===== Data records =====
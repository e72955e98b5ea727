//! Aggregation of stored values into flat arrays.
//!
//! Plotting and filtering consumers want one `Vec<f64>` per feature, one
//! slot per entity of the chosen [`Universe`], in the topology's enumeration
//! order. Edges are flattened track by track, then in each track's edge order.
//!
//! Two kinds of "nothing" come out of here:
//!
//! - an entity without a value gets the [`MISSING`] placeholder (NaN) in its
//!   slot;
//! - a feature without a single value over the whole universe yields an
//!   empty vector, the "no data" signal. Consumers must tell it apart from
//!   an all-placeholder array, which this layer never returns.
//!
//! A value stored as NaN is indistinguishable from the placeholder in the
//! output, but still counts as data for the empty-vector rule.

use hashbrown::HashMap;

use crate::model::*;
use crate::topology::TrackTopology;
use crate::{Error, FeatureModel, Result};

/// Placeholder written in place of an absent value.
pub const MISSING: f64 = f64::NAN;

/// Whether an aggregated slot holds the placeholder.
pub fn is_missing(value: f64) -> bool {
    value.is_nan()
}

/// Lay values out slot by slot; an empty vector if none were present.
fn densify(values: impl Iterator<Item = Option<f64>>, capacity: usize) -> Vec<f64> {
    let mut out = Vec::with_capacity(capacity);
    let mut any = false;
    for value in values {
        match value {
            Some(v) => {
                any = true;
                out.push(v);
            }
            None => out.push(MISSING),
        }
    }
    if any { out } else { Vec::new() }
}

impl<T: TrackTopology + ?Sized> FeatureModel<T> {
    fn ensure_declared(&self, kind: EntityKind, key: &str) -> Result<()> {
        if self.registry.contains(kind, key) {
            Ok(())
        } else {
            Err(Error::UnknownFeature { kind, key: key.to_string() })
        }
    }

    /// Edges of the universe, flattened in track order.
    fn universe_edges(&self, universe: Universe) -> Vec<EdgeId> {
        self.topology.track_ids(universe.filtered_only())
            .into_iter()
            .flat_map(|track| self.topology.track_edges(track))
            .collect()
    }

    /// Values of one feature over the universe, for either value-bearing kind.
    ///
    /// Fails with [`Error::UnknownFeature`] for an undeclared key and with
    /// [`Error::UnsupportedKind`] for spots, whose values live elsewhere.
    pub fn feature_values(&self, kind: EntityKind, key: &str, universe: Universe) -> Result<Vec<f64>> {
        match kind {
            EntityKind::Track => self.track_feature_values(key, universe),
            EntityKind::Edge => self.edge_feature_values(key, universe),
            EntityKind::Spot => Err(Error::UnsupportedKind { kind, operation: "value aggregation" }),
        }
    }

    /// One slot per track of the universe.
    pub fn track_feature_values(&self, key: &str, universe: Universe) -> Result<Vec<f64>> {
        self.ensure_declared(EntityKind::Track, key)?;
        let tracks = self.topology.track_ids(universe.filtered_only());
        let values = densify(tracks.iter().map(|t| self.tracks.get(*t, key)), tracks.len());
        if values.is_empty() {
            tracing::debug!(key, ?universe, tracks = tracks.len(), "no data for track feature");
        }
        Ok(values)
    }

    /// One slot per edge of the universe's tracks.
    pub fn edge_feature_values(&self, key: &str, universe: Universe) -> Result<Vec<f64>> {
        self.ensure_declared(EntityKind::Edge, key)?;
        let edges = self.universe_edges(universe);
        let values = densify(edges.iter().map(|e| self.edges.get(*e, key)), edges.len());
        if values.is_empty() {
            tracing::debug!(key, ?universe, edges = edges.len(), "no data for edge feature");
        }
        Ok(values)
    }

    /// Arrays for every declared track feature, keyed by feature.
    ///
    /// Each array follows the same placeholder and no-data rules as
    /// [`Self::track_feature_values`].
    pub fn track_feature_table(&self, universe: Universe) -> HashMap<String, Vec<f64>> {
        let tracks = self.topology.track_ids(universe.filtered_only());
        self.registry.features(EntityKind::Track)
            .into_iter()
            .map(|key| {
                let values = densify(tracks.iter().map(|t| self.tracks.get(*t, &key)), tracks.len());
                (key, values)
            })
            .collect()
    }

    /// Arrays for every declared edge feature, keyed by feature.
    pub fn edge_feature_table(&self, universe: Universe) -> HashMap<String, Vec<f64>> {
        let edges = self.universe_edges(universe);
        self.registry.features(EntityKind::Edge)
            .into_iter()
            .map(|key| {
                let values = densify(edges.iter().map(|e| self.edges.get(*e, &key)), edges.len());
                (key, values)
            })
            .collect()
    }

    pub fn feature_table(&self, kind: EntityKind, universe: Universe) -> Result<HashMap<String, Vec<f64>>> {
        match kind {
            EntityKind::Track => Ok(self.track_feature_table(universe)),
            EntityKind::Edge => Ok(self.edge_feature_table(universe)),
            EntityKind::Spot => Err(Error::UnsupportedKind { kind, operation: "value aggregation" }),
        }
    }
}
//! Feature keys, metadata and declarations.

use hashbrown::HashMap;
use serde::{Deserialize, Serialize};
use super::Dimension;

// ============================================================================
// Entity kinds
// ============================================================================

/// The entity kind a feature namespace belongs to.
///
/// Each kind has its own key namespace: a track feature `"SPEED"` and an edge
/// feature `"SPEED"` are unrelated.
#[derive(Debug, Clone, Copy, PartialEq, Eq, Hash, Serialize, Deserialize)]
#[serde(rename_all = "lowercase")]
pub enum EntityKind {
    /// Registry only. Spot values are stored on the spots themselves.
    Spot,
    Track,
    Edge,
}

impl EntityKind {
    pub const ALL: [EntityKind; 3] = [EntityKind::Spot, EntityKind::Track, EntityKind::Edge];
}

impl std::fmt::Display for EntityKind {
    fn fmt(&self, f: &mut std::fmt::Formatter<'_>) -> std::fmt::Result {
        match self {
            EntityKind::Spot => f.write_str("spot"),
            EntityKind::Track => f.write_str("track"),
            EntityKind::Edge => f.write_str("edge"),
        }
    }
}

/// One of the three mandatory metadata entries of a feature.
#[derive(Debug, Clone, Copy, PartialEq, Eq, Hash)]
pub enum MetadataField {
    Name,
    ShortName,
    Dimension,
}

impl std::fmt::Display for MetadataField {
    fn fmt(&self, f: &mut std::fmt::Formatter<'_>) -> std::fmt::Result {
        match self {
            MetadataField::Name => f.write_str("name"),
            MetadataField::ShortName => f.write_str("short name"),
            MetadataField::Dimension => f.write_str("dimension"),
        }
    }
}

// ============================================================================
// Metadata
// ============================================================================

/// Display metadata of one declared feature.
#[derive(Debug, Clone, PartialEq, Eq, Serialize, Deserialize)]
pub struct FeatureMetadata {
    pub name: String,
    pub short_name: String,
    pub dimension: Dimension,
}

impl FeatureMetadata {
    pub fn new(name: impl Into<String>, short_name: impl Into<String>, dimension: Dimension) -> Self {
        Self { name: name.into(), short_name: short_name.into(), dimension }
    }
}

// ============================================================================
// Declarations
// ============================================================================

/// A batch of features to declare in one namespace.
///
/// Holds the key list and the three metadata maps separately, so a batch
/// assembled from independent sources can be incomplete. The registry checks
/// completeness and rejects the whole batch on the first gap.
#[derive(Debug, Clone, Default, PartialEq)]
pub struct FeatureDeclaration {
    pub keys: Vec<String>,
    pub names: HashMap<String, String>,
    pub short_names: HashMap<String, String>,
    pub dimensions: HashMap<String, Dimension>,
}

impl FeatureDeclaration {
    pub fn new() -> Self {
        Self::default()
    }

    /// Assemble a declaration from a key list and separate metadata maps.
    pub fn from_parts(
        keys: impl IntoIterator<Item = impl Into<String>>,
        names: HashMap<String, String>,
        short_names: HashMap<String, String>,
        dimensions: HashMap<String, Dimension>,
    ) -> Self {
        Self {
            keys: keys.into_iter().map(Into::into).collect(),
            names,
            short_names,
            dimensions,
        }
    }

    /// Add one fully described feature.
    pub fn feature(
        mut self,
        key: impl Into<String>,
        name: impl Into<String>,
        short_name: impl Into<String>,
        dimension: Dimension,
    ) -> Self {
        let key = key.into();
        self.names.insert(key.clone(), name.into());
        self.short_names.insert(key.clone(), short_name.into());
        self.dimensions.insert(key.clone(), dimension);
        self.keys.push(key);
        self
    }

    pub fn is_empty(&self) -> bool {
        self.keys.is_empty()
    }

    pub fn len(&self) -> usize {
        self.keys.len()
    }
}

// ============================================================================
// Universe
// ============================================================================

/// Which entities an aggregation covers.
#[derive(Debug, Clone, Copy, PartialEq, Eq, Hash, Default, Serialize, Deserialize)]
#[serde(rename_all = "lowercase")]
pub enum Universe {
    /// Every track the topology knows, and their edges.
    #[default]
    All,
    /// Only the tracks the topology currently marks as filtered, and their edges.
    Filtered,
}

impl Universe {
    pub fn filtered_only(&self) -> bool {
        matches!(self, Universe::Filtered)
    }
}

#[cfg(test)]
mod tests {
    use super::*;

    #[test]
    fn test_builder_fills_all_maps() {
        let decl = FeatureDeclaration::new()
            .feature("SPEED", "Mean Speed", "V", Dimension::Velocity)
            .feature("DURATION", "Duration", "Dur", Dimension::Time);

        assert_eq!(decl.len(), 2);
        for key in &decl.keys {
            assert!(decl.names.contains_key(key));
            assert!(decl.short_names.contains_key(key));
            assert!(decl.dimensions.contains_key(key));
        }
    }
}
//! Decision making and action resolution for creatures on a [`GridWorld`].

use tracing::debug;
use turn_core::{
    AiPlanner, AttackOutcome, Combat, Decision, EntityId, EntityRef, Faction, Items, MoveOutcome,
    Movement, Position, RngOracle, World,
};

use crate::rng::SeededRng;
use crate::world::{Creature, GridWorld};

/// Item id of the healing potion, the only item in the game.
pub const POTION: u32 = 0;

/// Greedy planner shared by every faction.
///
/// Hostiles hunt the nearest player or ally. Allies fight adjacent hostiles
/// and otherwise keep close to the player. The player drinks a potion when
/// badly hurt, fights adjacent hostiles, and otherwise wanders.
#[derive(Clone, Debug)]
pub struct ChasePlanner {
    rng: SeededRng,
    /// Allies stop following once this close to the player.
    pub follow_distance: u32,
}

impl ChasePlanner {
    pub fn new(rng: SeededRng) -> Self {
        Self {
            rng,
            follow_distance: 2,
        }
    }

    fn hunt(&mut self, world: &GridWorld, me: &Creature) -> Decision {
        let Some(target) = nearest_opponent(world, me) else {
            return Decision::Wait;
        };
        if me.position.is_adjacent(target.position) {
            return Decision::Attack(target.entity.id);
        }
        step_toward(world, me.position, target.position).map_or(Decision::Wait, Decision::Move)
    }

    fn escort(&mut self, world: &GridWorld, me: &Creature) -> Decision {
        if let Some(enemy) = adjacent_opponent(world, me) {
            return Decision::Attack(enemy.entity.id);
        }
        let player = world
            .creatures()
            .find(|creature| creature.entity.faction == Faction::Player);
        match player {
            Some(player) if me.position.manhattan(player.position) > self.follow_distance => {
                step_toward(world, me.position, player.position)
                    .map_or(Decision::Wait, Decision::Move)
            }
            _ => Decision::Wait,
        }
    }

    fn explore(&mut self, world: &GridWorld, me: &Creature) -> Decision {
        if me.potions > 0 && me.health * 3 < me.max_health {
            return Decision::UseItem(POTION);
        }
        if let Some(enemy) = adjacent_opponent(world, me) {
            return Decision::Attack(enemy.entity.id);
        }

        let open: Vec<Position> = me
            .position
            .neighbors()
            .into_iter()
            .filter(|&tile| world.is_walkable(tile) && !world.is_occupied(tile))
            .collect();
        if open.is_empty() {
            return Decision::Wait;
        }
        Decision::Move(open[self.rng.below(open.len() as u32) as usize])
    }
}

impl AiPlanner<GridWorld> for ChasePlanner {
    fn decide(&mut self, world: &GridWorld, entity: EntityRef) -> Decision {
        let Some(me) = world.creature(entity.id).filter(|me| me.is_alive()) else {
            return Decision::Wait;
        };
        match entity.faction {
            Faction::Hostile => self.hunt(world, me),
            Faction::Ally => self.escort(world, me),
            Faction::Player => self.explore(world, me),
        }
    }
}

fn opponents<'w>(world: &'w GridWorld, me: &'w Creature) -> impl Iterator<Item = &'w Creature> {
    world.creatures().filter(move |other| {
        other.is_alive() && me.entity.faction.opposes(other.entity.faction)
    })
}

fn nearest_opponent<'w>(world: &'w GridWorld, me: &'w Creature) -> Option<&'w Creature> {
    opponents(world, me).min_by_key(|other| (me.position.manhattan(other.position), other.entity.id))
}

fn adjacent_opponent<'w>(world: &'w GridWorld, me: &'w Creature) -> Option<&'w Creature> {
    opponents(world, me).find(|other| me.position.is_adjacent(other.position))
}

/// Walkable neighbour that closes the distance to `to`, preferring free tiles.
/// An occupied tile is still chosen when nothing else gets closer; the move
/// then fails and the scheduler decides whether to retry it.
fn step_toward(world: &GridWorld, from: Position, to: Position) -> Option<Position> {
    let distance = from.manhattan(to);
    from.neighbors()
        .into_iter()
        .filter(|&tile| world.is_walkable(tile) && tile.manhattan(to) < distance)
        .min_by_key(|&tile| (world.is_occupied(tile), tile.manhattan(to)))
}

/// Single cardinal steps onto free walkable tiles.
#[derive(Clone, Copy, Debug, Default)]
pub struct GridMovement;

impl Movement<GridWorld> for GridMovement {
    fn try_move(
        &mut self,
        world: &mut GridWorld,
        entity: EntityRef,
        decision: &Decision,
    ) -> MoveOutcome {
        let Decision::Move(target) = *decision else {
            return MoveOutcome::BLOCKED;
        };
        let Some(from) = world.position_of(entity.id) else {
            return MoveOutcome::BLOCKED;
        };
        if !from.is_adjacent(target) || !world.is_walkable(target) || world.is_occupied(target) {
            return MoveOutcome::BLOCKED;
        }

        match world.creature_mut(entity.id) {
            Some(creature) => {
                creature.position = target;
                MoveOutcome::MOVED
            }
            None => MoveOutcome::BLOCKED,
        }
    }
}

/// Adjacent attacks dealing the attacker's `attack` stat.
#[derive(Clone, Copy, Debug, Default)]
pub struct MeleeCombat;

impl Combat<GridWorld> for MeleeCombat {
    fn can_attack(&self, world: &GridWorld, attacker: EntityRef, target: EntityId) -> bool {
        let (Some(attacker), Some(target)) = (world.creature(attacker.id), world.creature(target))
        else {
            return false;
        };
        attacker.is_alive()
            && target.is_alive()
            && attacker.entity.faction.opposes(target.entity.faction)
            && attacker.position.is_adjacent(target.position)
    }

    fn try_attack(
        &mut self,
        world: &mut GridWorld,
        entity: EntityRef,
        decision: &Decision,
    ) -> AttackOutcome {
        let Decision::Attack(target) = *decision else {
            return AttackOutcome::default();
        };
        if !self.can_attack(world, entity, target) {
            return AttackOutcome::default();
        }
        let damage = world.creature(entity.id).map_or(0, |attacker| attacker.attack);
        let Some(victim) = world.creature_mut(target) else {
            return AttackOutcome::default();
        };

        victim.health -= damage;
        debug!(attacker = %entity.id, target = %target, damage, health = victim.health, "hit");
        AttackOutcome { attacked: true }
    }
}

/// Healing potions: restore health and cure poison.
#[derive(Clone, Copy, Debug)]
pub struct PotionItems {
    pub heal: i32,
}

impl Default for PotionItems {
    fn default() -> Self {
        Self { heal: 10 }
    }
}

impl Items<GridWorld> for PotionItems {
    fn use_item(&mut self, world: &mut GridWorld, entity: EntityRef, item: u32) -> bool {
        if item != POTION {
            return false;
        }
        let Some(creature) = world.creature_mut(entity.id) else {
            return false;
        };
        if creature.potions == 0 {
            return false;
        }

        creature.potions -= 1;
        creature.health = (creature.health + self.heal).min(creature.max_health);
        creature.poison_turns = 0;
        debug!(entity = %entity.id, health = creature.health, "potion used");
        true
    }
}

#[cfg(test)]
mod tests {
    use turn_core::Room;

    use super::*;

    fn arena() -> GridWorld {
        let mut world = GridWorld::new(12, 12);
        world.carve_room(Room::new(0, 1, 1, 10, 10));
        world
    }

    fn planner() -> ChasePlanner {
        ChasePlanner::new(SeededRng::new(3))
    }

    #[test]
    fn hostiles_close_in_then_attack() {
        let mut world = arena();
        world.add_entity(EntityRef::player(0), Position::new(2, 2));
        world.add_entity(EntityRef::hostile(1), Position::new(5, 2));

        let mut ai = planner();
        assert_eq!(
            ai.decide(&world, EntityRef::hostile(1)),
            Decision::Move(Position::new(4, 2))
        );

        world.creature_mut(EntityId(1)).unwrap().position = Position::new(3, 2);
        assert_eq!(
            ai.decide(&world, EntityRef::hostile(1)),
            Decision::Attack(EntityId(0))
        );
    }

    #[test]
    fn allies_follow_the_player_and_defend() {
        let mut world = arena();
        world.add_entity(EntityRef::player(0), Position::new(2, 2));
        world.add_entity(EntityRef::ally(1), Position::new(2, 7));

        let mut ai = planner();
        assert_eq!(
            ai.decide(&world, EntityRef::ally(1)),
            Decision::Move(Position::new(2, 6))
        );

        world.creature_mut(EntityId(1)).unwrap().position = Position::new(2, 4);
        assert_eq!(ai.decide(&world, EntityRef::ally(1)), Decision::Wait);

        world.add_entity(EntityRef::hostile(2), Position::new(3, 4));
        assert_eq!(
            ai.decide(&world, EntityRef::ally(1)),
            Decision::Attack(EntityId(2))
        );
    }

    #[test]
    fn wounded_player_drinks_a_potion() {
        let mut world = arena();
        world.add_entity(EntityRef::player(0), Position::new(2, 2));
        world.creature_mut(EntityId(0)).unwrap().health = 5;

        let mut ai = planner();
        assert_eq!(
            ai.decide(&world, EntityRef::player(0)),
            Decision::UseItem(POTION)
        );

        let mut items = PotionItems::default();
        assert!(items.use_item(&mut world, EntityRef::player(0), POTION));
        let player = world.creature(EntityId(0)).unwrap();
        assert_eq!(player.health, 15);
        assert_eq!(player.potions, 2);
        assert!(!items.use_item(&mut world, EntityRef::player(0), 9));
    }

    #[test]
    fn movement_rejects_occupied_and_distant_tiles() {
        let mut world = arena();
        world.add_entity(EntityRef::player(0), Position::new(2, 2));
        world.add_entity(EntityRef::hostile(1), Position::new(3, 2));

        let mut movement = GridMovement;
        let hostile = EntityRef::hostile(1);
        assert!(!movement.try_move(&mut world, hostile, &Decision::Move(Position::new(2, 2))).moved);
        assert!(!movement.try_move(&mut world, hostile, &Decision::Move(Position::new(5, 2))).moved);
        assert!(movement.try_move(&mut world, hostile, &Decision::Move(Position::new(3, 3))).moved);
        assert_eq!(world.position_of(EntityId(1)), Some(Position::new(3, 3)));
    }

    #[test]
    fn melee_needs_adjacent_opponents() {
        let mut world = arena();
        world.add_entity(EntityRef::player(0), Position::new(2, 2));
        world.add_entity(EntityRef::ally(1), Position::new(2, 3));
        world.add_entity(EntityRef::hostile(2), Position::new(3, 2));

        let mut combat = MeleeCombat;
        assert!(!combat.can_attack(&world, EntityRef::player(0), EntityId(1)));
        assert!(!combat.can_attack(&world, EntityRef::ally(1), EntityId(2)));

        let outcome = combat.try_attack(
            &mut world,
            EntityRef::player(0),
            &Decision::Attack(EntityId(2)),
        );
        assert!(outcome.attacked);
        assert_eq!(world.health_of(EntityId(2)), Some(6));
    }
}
=====
> Your goal
The required output is every line from the one with "world, EntityRef::player(0), POTION));" to the final line of the entries, repeated exactly and with nothing else.

> Written reply
        assert!(items.use_item(&mut world, EntityRef::player(0), POTION));
        let player = world.creature(EntityId(0)).unwrap();
        assert_eq!(player.health, 15);
        assert_eq!(player.potions, 2);
        assert!(!items.use_item(&mut world, EntityRef::player(0), 9));
    }

    #[test]
    fn movement_rejects_occupied_and_distant_tiles() {
        let mut world = arena();
        world.add_entity(EntityRef::player(0), Position::new(2, 2));
        world.add_entity(EntityRef::hostile(1), Position::new(3, 2));

        let mut movement = GridMovement;
        let hostile = EntityRef::hostile(1);
        assert!(!movement.try_move(&mut world, hostile, &Decision::Move(Position::new(2, 2))).moved);
        assert!(!movement.try_move(&mut world, hostile, &Decision::Move(Position::new(5, 2))).moved);
        assert!(movement.try_move(&mut world, hostile, &Decision::Move(Position::new(3, 3))).moved);
        assert_eq!(world.position_of(EntityId(1)), Some(Position::new(3, 3)));
    }

    #[test]
    fn melee_needs_adjacent_opponents() {
        let mut world = arena();
        world.add_entity(EntityRef::player(0), Position::new(2, 2));
        world.add_entity(EntityRef::ally(1), Position::new(2, 3));
        world.add_entity(EntityRef::hostile(2), Position::new(3, 2));

        let mut combat = MeleeCombat;
        assert!(!combat.can_attack(&world, EntityRef::player(0), EntityId(1)));
        assert!(!combat.can_attack(&world, EntityRef::ally(1), EntityId(2)));

        let outcome = combat.try_attack(
            &mut world,
            EntityRef::player(0),
            &Decision::Attack(EntityId(2)),
        );
        assert!(outcome.attacked);
        assert_eq!(world.health_of(EntityId(2)), Some(6));
    }
}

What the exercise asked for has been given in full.